What the task requires:
In the listing beneath this line, copy exactly the lines starting with the one containing "pub fn split_part_name(input: &Path, part: usize)" and going on through the one containing "the working directory.".

##########

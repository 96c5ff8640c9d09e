//! Output artifacts: suggested file names and atomic writes.

use std::path::{Path, PathBuf};

use anyhow::{Context, Result};
use chrono::{DateTime, Local};

pub const PDF_CONTENT_TYPE: &str = "application/pdf";

pub fn base_file_name(months: &[String]) -> String {
    match months {
        [] => "base.pdf".to_string(),
        [month] => format!("base_{}.pdf", month),
        [first, .., last] => format!("base_{}_to_{}.pdf", first, last),
    }
}

/// Month label back out of a `base_<month>.pdf` name.
pub fn month_from_base_file_name(name: &str) -> Option<&str> {
    let month = name.strip_prefix("base_")?.strip_suffix(".pdf")?;
    (!month.is_empty()).then_some(month)
}

/// Replace everything but ASCII letters and digits with `_`.
pub fn sanitize(name: &str) -> String {
    name.chars()
        .map(|c| if c.is_ascii_alphanumeric() { c } else { '_' })
        .collect()
}

pub fn final_file_name(month: &str, person: &str) -> String {
    format!("final_{}_{}.pdf", month, sanitize(person))
}

pub fn merged_file_name(at: DateTime<Local>) -> String {
    format!("merged_{}.pdf", at.format("%Y%m%d_%H%M%S"))
}

/// `<stem>_part<N>.pdf`, N starting at 1.
pub fn split_part_name(input: &Path, part: usize) -> String {
    let stem = input
        .file_stem()
        .and_then(|s| s.to_str())
        .unwrap_or("split");
    format!("{}_part{}.pdf", stem, part)
}

/// Use `output` when given, otherwise the suggested name in the working directory.
pub fn resolve(output: Option<PathBuf>, suggested: impl FnOnce() -> String) -> PathBuf {
    output.unwrap_or_else(|| PathBuf::from(suggested()))
}

/// Write `bytes` next to `path` and rename into place, so a failed write
/// never leaves a partial file behind.
pub fn write_atomic(path: &Path, bytes: &[u8]) -> Result<()> {
    if let Some(parent) = path.parent().filter(|p| !p.as_os_str().is_empty()) {
        std::fs::create_dir_all(parent)
            .with_context(|| format!("Failed to create directory: {}", parent.display()))?;
    }

    let mut tmp = path.as_os_str().to_owned();
    tmp.push(".part");
    let tmp = PathBuf::from(tmp);

    let written = std::fs::write(&tmp, bytes).and_then(|_| std::fs::rename(&tmp, path));
    if let Err(e) = written {
        let _ = std::fs::remove_file(&tmp);
        return Err(e).with_context(|| format!("Failed to write {}", path.display()));
    }
    Ok(())
}

#[cfg(test)]
mod tests {
    use super::*;
    use chrono::TimeZone;

    #[test]
    fn test_base_file_names() {
        assert_eq!(base_file_name(&["03_2025".into()]), "base_03_2025.pdf");
        assert_eq!(
            base_file_name(&["01_2025".into(), "02_2025".into(), "03_2025".into()]),
            "base_01_2025_to_03_2025.pdf"
        );
        assert_eq!(month_from_base_file_name("base_03_2025.pdf"), Some("03_2025"));
        assert_eq!(month_from_base_file_name("base_.pdf"), None);
        assert_eq!(month_from_base_file_name("final_03_2025.pdf"), None);
    }

    #[test]
    fn test_final_file_name_sanitizes() {
        assert_eq!(
            final_file_name("01_2025", "João Silva-Lopes"),
            "final_01_2025_Jo_o_Silva_Lopes.pdf"
        );
    }

    #[test]
    fn test_merged_file_name() {
        let at = Local.with_ymd_and_hms(2025, 3, 4, 5, 6, 7).unwrap();
        assert_eq!(merged_file_name(at), "merged_20250304_050607.pdf");
    }

    #[test]
    fn test_split_part_name() {
        assert_eq!(split_part_name(Path::new("in/report.pdf"), 2), "report_part2.pdf");
    }

    #[test]
    fn test_write_atomic_creates_dirs() {
        let dir = tempfile::tempdir().unwrap();
        let path = dir.path().join("a/b/out.pdf");
        write_atomic(&path, b"data").unwrap();
        assert_eq!(std::fs::read(&path).unwrap(), b"data");
        assert!(!dir.path().join("a/b/out.pdf.part").exists());
    }
}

##########

Answer box:
pub fn split_part_name(input: &Path, part: usize) -> String {
    let stem = input
        .file_stem()
        .and_then(|s| s.to_str())
        .unwrap_or("split");
    format!("{}_part{}.pdf", stem, part)
}

/// Use `output` when given, otherwise the suggested name in the working directory.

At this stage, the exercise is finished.